Learn how we use evidence-based behaviour change campaigns to improve and save lives in low-income countries.
Learn about how DMI brings together two different worlds: demonstrable scientific practice and creative storytelling.
Having children less than 2 years apart raises the risk of a child aged 1-4 dying by about 40%. Increased access to family planning is associated with increased educational participation and economic benefits through the demographic dividend (which is the boost in economic productivity that occurs when there are growing numbers of people in the workforce relative to the number of dependents).
Worldwide, the number of families who are able to plan how many children to have is steadily increasing, with 49% of women of reproductive age (ages 15-49) using some form of contraception in 2019. Progress is slower in Sub-Saharan Africa, which has some of the highest fertility rates in the world and the lowest rate of contraceptive use (29%). 58 million women in Africa currently have an unmet need for contraception, and this number could grow by 39 million over the next decade.
Our Family Planning Work
Large investments have been made to increase the availability of contraceptives in low-income countries. In many cases the main barriers to contraceptive uptake are rooted in cultural beliefs and social norms; they include lack of information, stigma, and fears of side-effects.
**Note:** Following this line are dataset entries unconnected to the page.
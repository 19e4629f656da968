//! Statement text for the primitive operations, per dialect.
//!
//! Only identifiers and DDL defaults are ever rendered into statement text; row
//! values always travel as bound parameters.

use crate::core::{ColumnSpec, ColumnType, TableSpec, Value};
use crate::dialect::DialectKind;

pub fn quote_ident(name: &str) -> String {
    format!("\"{}\"", name.replace('"', "\"\""))
}

pub fn quote_literal(text: &str) -> String {
    format!("'{}'", text.replace('\'', "''"))
}

fn placeholder(kind: DialectKind, index: usize) -> String {
    match kind {
        DialectKind::Sqlite => format!("?{}", index),
        DialectKind::Postgres => format!("${}", index),
    }
}

fn column_type_sql(kind: DialectKind, column_type: &ColumnType) -> String {
    match (kind, column_type) {
        (_, ColumnType::Integer) => "INTEGER".to_string(),
        (_, ColumnType::String) => "VARCHAR(255)".to_string(),
        (_, ColumnType::Text) => "TEXT".to_string(),
        (DialectKind::Sqlite, ColumnType::Date) => "DATETIME".to_string(),
        (DialectKind::Postgres, ColumnType::Date) => "TIMESTAMP WITH TIME ZONE".to_string(),
        (DialectKind::Sqlite, ColumnType::Boolean) => "TINYINT(1)".to_string(),
        (DialectKind::Postgres, ColumnType::Boolean) => "BOOLEAN".to_string(),
        (DialectKind::Sqlite, ColumnType::Float) => "REAL".to_string(),
        (DialectKind::Postgres, ColumnType::Float) => "DOUBLE PRECISION".to_string(),
        (DialectKind::Sqlite, ColumnType::Blob) => "BLOB".to_string(),
        (DialectKind::Postgres, ColumnType::Blob) => "BYTEA".to_string(),
        (_, ColumnType::Other(raw)) => raw.clone(),
    }
}

fn default_sql(kind: DialectKind, value: &Value) -> String {
    match value {
        Value::Null => "NULL".to_string(),
        Value::Integer(i) => i.to_string(),
        Value::Float(f) => f.to_string(),
        Value::Text(s) => quote_literal(s),
        Value::Boolean(b) => match kind {
            DialectKind::Sqlite => i64::from(*b).to_string(),
            DialectKind::Postgres => if *b { "TRUE" } else { "FALSE" }.to_string(),
        },
        Value::Timestamp(ts) => quote_literal(&ts.to_rfc3339()),
        Value::Blob(bytes) => {
            let hex: String = bytes.iter().map(|b| format!("{:02x}", b)).collect();
            match kind {
                DialectKind::Sqlite => format!("X'{}'", hex),
                DialectKind::Postgres => format!("'\\x{}'::bytea", hex),
            }
        }
    }
}

fn column_definition(kind: DialectKind, column: &ColumnSpec) -> String {
    let name = quote_ident(&column.name);

    if column.auto_increment {
        return match kind {
            DialectKind::Sqlite => format!("{} INTEGER PRIMARY KEY AUTOINCREMENT", name),
            DialectKind::Postgres => format!("{} SERIAL PRIMARY KEY", name),
        };
    }

    let mut definition = format!("{} {}", name, column_type_sql(kind, &column.column_type));
    if column.primary_key {
        definition.push_str(" PRIMARY KEY");
    }
    if !column.nullable {
        definition.push_str(" NOT NULL");
    }
    if let Some(default) = &column.default {
        definition.push_str(" DEFAULT ");
        definition.push_str(&default_sql(kind, default));
    }
    definition
}

pub fn create_table(kind: DialectKind, spec: &TableSpec) -> String {
    let columns = spec
        .columns
        .iter()
        .map(|column| column_definition(kind, column))
        .collect::<Vec<_>>()
        .join(", ");
    format!("CREATE TABLE {} ({})", quote_ident(&spec.name), columns)
}

pub fn insert_row(kind: DialectKind, table: &str, columns: &[String]) -> String {
    if columns.is_empty() {
        return format!("INSERT INTO {} DEFAULT VALUES", quote_ident(table));
    }

    let names = columns
        .iter()
        .map(|c| quote_ident(c))
        .collect::<Vec<_>>()
        .join(", ");
    let placeholders = (1..=columns.len())
        .map(|i| placeholder(kind, i))
        .collect::<Vec<_>>()
        .join(", ");
    format!(
        "INSERT INTO {} ({}) VALUES ({})",
        quote_ident(table),
        names,
        placeholders
    )
}

pub fn drop_table_if_exists(table: &str) -> String {
    format!("DROP TABLE IF EXISTS {}", quote_ident(table))
}

pub fn rename_table(from: &str, to: &str) -> String {
    format!("ALTER TABLE {} RENAME TO {}", quote_ident(from), quote_ident(to))
}

pub fn select_all(kind: DialectKind, table: &str) -> String {
    match kind {
        // rowid follows insertion order for ordinary tables.
        DialectKind::Sqlite => format!("SELECT * FROM {} ORDER BY rowid", quote_ident(table)),
        DialectKind::Postgres => format!("SELECT * FROM {}", quote_ident(table)),
    }
}

/// All rows, oldest insert first.
///
/// SQLite orders by `rowid`, which updates never move. PostgreSQL has no such id and an
/// update relocates the tuple, so rows are ordered by the write-once `created_column`
/// with `ctid` breaking ties.
pub fn select_in_insertion_order(
    kind: DialectKind,
    table: &str,
    created_column: Option<&str>,
) -> String {
    match (kind, created_column) {
        (DialectKind::Sqlite, _) => select_all(kind, table),
        (DialectKind::Postgres, Some(column)) => format!(
            "SELECT * FROM {} ORDER BY {} ASC NULLS FIRST, ctid",
            quote_ident(table),
            quote_ident(column)
        ),
        (DialectKind::Postgres, None) => {
            format!("SELECT * FROM {} ORDER BY ctid", quote_ident(table))
        }
    }
}

pub fn select_where_eq(kind: DialectKind, table: &str, column: &str) -> String {
    let base = format!(
        "SELECT * FROM {} WHERE {} = {}",
        quote_ident(table),
        quote_ident(column),
        placeholder(kind, 1)
    );
    match kind {
        DialectKind::Sqlite => format!("{} ORDER BY rowid", base),
        DialectKind::Postgres => base,
    }
}
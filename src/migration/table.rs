use tracing::{Instrument, Level, event, info_span};

use crate::core::{BootstrapError, Result};
use crate::dialect::Dialect;
use crate::migration::{MigrationOutcome, MigrationStep, SchemaInspector};

/// One idempotent rebuild of `table` into the shape of `step.target`.
///
/// The protocol, in order:
/// 1. live table already has the expected check type: nothing to do;
///    live table gone but staging present: finish the interrupted swap;
/// 2. drop any leftover staging table;
/// 3. create staging with the target columns;
/// 4. read all live rows in one pass, oldest insert first;
/// 5. insert them into staging one by one, in read order;
/// 6. drop the live table and rename staging into its place.
///
/// A failure in 3..6 leaves the store for the next run to clean up in step 2.
#[derive(Debug, Clone)]
pub struct TableMigration {
    table: String,
    staging: String,
    step: MigrationStep,
}

impl TableMigration {
    pub fn new(table: impl Into<String>, staging: impl Into<String>, step: MigrationStep) -> Self {
        Self {
            table: table.into(),
            staging: staging.into(),
            step,
        }
    }

    pub fn table(&self) -> &str {
        &self.table
    }

    pub fn staging(&self) -> &str {
        &self.staging
    }

    pub async fn run(&self, dialect: &dyn Dialect) -> Result<MigrationOutcome> {
        let span = info_span!(
            "migration.table",
            table = %self.table,
            version = self.step.version,
            dialect = %dialect.kind()
        );
        self.run_inner(dialect).instrument(span).await
    }

    async fn run_inner(&self, dialect: &dyn Dialect) -> Result<MigrationOutcome> {
        let inspector = SchemaInspector::new(dialect);

        let source = match dialect.describe(&self.table).await? {
            Some(schema) => schema,
            None => {
                if dialect.table_exists(&self.staging).await? {
                    event!(
                        Level::WARN,
                        staging = %self.staging,
                        "live table missing, completing interrupted swap"
                    );
                    dialect.rename_table(&self.staging, &self.table).await?;
                    return Ok(MigrationOutcome::SwapCompleted);
                }
                return Err(BootstrapError::SchemaUnavailable(self.table.clone()));
            }
        };

        if inspector
            .has_expected_type(&self.table, &self.step.check_column, &self.step.expected_type)
            .await?
        {
            event!(Level::INFO, "table is already up to date");
            return Ok(MigrationOutcome::UpToDate);
        }

        let mapping = self.step.column_mapping(&source)?;

        dialect.drop_table_if_exists(&self.staging).await?;

        event!(
            Level::INFO,
            check_column = %self.step.check_column,
            expected = %self.step.expected_type,
            "rebuilding table"
        );
        dialect
            .create_table(&self.step.target.renamed(&self.staging))
            .await?;

        let rows = dialect
            .select_in_insertion_order(&self.table, self.step.copy_order(&source))
            .await?;
        let columns = mapping.target_columns();
        for mut row in rows.iter().cloned() {
            self.step.transform(&mut row);
            dialect
                .insert_row(&self.staging, &columns, &mapping.project(&row))
                .await?;
        }
        event!(Level::DEBUG, rows = rows.len(), "rows copied to staging");

        dialect.drop_table_if_exists(&self.table).await?;
        dialect.rename_table(&self.staging, &self.table).await?;

        event!(Level::INFO, rows = rows.len(), "table migrated");
        Ok(MigrationOutcome::Migrated { rows: rows.len() })
    }
}
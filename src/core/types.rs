use std::collections::BTreeMap;
use std::fmt;

use crate::core::Value;

/// Normalized storage class of a column.
///
/// Both backends report declared types in their own spelling (`INTEGER` vs `integer`,
/// `VARCHAR(255)` vs `character varying`); comparisons happen on this vocabulary.
#[derive(Debug, Clone, PartialEq, Eq)]
pub enum ColumnType {
    Integer,
    String,
    Text,
    Date,
    Boolean,
    Float,
    Blob,
    Other(String),
}

impl ColumnType {
    pub fn from_declared(declared: &str) -> Self {
        let normalized = declared.trim().to_ascii_uppercase();
        let base = normalized
            .split(|c: char| c == '(' || c.is_whitespace())
            .next()
            .unwrap_or_default();

        match base {
            "INTEGER" | "INT" | "INT2" | "INT4" | "INT8" | "BIGINT" | "SMALLINT" | "SERIAL"
            | "BIGSERIAL" => Self::Integer,
            "VARCHAR" | "CHARACTER" | "CHAR" | "STRING" => Self::String,
            "TEXT" | "CLOB" => Self::Text,
            "DATE" | "DATETIME" | "TIMESTAMP" | "TIMESTAMPTZ" => Self::Date,
            "BOOLEAN" | "BOOL" | "TINYINT" => Self::Boolean,
            "REAL" | "FLOAT" | "DOUBLE" | "NUMERIC" | "DECIMAL" => Self::Float,
            "BLOB" | "BYTEA" => Self::Blob,
            _ => Self::Other(normalized),
        }
    }
}

impl fmt::Display for ColumnType {
    fn fmt(&self, f: &mut fmt::Formatter<'_>) -> fmt::Result {
        match self {
            Self::Integer => write!(f, "INTEGER"),
            Self::String => write!(f, "VARCHAR(255)"),
            Self::Text => write!(f, "TEXT"),
            Self::Date => write!(f, "DATETIME"),
            Self::Boolean => write!(f, "BOOLEAN"),
            Self::Float => write!(f, "FLOAT"),
            Self::Blob => write!(f, "BLOB"),
            Self::Other(raw) => write!(f, "{}", raw),
        }
    }
}

/// Desired shape of one column in a table the migration engine creates.
#[derive(Debug, Clone, PartialEq)]
pub struct ColumnSpec {
    pub name: String,
    pub column_type: ColumnType,
    pub nullable: bool,
    pub default: Option<Value>,
    pub primary_key: bool,
    pub auto_increment: bool,
}

impl ColumnSpec {
    pub fn new(name: &str, column_type: ColumnType) -> Self {
        Self {
            name: name.to_string(),
            column_type,
            nullable: true,
            default: None,
            primary_key: false,
            auto_increment: false,
        }
    }

    /// Auto-incrementing integer surrogate key.
    pub fn surrogate_key(name: &str) -> Self {
        Self {
            name: name.to_string(),
            column_type: ColumnType::Integer,
            nullable: false,
            default: None,
            primary_key: true,
            auto_increment: true,
        }
    }

    pub fn not_null(mut self) -> Self {
        self.nullable = false;
        self
    }

    pub fn default_value(mut self, value: impl Into<Value>) -> Self {
        self.default = Some(value.into());
        self
    }

    /// Whether a row may omit this column on insert.
    pub fn is_omittable(&self) -> bool {
        self.nullable || self.default.is_some() || self.auto_increment
    }
}

#[derive(Debug, Clone, PartialEq)]
pub struct TableSpec {
    pub name: String,
    pub columns: Vec<ColumnSpec>,
}

impl TableSpec {
    pub fn new(name: &str) -> Self {
        Self {
            name: name.to_string(),
            columns: Vec::new(),
        }
    }

    pub fn column(mut self, column: ColumnSpec) -> Self {
        self.columns.push(column);
        self
    }

    pub fn find_column(&self, name: &str) -> Option<&ColumnSpec> {
        self.columns.iter().find(|c| c.name == name)
    }

    /// Same columns under another table name, used for the staging table.
    pub fn renamed(&self, name: &str) -> Self {
        Self {
            name: name.to_string(),
            columns: self.columns.clone(),
        }
    }
}

/// Observed shape of one column, as reported by the live store.
#[derive(Debug, Clone, PartialEq)]
pub struct ColumnDescriptor {
    pub declared_type: String,
    pub column_type: ColumnType,
    pub nullable: bool,
    pub default: Option<String>,
    pub primary_key: bool,
}

/// Observed shape of a table: column name -> descriptor, in ordinal order.
#[derive(Debug, Clone, Default, PartialEq)]
pub struct SchemaDescriptor {
    pub table: String,
    pub columns: Vec<(String, ColumnDescriptor)>,
}

impl SchemaDescriptor {
    pub fn new(table: &str) -> Self {
        Self {
            table: table.to_string(),
            columns: Vec::new(),
        }
    }

    pub fn push(&mut self, name: &str, descriptor: ColumnDescriptor) {
        self.columns.push((name.to_string(), descriptor));
    }

    pub fn column(&self, name: &str) -> Option<&ColumnDescriptor> {
        self.columns
            .iter()
            .find(|(column, _)| column == name)
            .map(|(_, descriptor)| descriptor)
    }

    pub fn column_names(&self) -> Vec<&str> {
        self.columns.iter().map(|(name, _)| name.as_str()).collect()
    }

    pub fn is_empty(&self) -> bool {
        self.columns.is_empty()
    }
}

/// One row read from a table, addressed by column name.
pub type Row = BTreeMap<String, Value>;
Our family planning campaigns challenge misinformation, highlight the health and economic benefits of family planning and share information about different contraceptive methods, ultimately generating demand for modern contraceptives and family planning. Our campaigns emphasise the importance of male engagement in family planning and support women to make their own choices.
Randomised controlled trial evidence shows that our family planning campaigns can be an extremely cost-effective add-on to supply side investments. Radio, TV and mobile phones are the dominant information sources in much of Sub-Saharan Africa. With effective messaging, we can use these channels to reach millions of people at a time and significantly accelerate the uptake of modern contraception.